_REQUIREMENT_
Go through the entries below and copy each line that holds the word "then".

Records excerpted from a collection:
•••••

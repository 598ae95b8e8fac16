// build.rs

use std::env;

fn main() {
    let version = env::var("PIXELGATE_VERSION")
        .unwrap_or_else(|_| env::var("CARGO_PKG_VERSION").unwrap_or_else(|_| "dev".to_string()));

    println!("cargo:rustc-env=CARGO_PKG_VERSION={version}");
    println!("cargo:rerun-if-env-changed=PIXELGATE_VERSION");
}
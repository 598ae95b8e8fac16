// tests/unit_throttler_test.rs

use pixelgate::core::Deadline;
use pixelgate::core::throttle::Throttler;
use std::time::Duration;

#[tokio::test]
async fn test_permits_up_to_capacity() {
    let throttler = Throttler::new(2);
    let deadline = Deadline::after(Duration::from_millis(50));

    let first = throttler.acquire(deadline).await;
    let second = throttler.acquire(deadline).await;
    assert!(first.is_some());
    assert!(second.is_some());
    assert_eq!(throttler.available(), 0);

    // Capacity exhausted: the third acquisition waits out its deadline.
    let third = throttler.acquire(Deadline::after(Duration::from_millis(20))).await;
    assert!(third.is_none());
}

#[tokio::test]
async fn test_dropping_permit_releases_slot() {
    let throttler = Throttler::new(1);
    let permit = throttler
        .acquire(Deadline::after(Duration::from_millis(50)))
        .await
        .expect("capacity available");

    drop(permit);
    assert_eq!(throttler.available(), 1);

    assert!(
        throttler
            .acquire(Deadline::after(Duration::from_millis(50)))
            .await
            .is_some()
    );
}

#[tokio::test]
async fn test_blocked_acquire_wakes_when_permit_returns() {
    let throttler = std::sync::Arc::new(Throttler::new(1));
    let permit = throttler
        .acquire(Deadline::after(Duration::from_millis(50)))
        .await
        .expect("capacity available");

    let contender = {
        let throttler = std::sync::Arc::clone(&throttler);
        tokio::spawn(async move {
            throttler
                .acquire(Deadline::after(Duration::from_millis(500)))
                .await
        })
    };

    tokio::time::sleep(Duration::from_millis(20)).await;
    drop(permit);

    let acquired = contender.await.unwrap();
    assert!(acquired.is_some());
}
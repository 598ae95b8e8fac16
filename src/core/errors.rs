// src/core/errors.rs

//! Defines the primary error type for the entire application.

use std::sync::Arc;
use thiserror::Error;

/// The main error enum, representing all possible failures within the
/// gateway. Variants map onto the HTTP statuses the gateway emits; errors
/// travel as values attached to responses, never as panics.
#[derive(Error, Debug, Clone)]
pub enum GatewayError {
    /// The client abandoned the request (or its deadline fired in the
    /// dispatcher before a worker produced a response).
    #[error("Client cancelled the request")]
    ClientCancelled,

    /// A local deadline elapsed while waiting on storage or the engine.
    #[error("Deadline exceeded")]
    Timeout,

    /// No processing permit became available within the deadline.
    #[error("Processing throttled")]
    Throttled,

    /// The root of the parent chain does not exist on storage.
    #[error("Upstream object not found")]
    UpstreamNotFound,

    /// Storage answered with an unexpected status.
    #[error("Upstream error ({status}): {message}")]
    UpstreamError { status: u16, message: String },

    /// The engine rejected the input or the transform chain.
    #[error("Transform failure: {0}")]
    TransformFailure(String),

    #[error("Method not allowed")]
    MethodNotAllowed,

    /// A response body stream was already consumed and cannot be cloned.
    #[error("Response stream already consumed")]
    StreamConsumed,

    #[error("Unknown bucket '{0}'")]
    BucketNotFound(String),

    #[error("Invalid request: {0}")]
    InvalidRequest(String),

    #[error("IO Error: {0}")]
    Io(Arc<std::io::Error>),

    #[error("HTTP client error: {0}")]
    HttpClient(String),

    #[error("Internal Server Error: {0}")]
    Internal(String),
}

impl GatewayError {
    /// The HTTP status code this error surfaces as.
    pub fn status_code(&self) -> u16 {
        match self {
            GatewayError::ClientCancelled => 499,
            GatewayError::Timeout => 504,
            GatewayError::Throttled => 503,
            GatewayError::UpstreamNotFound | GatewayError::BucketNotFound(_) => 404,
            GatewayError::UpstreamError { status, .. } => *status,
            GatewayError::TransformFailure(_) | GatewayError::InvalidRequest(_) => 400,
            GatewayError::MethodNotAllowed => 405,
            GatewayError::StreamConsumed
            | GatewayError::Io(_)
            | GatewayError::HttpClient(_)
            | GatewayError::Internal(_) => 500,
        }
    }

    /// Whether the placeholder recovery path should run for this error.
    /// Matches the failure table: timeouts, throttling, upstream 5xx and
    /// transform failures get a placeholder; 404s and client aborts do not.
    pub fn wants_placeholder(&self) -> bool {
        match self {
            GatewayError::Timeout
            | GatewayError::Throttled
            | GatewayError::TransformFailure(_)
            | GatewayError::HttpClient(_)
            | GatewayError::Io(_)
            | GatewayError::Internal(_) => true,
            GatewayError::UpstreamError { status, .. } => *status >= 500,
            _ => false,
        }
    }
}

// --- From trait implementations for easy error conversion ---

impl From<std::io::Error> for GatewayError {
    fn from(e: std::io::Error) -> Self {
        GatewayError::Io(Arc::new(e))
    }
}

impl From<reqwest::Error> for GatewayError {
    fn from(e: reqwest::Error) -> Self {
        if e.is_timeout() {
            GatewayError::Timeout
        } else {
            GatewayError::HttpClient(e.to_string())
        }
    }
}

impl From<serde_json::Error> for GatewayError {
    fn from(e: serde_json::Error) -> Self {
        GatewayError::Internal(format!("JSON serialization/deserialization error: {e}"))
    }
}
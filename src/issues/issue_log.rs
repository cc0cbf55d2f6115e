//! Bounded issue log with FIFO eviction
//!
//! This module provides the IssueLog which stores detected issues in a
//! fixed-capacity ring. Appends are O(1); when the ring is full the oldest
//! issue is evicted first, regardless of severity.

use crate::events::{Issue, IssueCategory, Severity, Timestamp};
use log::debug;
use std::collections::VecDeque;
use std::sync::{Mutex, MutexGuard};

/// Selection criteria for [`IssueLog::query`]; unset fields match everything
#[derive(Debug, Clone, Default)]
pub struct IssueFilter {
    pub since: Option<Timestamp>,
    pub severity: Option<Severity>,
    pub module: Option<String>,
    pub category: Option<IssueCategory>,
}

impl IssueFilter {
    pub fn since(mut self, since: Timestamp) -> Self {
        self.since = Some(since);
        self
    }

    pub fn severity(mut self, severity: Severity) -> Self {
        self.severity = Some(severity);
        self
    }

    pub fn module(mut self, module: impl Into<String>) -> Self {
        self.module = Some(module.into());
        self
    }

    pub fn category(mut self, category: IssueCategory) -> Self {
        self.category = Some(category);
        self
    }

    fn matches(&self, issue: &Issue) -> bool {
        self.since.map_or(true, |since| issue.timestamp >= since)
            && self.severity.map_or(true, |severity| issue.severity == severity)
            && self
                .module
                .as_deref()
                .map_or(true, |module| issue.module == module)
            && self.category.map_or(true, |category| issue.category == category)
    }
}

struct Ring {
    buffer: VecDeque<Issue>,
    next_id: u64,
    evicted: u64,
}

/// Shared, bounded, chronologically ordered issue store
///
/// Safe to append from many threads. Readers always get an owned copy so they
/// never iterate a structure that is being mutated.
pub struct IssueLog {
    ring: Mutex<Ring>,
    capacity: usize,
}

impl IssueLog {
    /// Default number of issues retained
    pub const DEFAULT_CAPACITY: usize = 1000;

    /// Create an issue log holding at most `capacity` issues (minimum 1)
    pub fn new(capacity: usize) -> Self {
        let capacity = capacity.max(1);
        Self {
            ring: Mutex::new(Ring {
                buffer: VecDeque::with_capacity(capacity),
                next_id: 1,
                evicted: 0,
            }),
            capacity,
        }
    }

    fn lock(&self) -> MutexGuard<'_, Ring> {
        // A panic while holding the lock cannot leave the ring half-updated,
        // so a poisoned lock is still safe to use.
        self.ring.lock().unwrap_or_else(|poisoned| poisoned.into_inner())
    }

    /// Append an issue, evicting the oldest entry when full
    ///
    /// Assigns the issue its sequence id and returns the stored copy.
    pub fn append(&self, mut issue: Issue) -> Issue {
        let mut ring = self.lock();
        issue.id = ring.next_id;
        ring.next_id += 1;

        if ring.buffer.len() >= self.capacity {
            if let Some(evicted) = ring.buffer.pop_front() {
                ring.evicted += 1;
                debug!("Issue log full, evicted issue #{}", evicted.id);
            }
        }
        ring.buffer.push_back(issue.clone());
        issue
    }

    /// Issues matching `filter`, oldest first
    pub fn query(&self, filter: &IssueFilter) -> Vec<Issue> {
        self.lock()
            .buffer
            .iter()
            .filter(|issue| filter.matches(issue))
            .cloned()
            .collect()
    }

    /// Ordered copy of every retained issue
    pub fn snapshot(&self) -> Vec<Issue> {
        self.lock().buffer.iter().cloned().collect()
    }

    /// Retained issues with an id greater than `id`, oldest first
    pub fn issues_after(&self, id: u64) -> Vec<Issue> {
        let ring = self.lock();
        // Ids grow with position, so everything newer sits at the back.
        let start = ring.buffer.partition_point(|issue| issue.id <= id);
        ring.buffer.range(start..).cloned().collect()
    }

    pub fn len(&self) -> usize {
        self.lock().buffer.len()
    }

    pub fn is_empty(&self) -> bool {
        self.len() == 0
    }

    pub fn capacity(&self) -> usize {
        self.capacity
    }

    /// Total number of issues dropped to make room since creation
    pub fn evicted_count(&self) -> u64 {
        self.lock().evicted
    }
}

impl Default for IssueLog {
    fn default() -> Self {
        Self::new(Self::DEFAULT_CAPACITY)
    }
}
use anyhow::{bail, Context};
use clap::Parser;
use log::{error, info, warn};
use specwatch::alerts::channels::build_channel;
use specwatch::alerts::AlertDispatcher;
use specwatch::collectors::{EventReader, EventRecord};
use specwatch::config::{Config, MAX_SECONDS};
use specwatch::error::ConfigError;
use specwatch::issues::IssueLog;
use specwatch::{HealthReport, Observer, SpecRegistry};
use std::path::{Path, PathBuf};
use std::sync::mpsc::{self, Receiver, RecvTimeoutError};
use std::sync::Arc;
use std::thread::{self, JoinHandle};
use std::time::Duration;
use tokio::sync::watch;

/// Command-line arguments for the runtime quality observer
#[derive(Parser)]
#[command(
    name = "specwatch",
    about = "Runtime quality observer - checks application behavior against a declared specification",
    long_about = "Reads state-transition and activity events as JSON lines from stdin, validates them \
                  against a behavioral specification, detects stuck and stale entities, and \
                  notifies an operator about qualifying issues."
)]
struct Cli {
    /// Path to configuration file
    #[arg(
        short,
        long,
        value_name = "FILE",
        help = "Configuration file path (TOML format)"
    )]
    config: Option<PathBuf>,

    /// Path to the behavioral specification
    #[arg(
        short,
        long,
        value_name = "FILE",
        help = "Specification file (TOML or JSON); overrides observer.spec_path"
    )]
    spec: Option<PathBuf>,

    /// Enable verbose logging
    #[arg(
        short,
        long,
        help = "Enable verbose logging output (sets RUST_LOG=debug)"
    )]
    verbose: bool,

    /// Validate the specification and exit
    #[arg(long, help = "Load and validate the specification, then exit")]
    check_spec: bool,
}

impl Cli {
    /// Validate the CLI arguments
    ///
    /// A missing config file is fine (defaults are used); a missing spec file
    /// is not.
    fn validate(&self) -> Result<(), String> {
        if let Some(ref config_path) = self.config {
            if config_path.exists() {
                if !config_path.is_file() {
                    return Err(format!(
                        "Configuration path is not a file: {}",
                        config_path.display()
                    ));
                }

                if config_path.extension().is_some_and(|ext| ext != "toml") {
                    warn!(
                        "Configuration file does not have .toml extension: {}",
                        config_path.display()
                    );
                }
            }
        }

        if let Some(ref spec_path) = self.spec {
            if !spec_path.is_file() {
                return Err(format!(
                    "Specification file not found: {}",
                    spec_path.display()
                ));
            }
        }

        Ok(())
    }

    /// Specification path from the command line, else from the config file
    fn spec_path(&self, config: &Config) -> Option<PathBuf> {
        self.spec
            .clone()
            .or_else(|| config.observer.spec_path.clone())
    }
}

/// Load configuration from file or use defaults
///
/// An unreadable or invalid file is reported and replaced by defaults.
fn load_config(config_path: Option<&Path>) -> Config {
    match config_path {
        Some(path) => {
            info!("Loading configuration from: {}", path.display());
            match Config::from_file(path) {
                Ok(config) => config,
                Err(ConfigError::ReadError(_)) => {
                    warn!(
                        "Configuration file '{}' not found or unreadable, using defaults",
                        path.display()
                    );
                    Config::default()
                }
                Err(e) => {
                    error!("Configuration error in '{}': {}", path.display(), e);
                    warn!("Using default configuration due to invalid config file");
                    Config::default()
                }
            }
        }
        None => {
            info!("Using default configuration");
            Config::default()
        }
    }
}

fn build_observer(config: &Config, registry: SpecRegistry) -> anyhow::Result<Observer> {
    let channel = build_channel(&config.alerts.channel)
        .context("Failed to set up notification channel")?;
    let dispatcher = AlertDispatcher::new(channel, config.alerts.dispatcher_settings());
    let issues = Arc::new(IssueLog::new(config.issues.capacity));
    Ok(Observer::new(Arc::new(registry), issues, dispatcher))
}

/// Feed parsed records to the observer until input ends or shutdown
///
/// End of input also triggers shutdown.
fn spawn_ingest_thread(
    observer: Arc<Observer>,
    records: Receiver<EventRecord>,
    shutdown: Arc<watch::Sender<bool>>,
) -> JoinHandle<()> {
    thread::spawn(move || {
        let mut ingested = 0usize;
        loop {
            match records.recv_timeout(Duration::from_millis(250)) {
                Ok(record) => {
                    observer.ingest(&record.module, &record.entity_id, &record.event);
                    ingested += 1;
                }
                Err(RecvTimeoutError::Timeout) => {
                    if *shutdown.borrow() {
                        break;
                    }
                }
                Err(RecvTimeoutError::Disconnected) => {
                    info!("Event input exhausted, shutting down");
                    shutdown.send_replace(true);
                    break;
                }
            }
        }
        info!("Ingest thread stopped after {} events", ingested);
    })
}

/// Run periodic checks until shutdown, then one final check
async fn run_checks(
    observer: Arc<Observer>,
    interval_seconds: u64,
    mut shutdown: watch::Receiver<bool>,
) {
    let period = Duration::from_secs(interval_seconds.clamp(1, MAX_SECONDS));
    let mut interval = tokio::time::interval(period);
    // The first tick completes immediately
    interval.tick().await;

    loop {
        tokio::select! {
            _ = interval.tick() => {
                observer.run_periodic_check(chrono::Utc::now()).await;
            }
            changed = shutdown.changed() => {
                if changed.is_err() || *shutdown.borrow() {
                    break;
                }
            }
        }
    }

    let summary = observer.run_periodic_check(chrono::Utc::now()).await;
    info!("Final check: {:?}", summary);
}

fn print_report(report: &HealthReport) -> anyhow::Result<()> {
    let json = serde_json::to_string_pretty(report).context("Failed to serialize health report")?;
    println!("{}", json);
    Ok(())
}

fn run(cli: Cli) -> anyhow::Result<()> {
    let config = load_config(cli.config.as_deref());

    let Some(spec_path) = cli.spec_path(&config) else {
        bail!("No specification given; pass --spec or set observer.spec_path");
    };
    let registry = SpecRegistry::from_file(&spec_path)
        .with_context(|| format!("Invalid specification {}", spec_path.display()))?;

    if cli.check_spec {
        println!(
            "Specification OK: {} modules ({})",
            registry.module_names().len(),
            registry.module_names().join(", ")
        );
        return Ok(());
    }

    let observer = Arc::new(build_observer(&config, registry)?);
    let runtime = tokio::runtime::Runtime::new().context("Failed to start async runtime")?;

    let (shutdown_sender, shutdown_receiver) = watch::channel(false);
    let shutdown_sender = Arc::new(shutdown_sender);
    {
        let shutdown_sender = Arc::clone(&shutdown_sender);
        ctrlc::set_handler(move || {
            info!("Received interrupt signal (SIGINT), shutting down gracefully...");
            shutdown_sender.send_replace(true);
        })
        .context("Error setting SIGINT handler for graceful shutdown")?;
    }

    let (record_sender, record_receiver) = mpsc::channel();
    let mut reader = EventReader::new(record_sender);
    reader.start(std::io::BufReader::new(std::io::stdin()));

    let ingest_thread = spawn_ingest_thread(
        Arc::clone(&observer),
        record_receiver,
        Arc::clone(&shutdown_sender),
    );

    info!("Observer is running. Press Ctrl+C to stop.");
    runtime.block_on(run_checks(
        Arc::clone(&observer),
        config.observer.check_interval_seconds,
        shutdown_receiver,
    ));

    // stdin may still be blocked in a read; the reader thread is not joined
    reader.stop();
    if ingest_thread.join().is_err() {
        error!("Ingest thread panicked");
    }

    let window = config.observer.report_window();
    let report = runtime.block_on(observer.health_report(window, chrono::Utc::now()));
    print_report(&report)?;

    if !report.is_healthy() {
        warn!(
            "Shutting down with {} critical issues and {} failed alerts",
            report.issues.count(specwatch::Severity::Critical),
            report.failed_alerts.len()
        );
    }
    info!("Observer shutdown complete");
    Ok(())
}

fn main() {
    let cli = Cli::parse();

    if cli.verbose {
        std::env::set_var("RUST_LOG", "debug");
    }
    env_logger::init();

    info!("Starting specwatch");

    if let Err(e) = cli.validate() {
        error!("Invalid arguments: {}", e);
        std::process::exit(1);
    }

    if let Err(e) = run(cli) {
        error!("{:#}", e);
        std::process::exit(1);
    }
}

•••••

_TASK ANSWER_
    #[arg(long, help = "Load and validate the specification, then exit")]
/// Run periodic checks until shutdown, then one final check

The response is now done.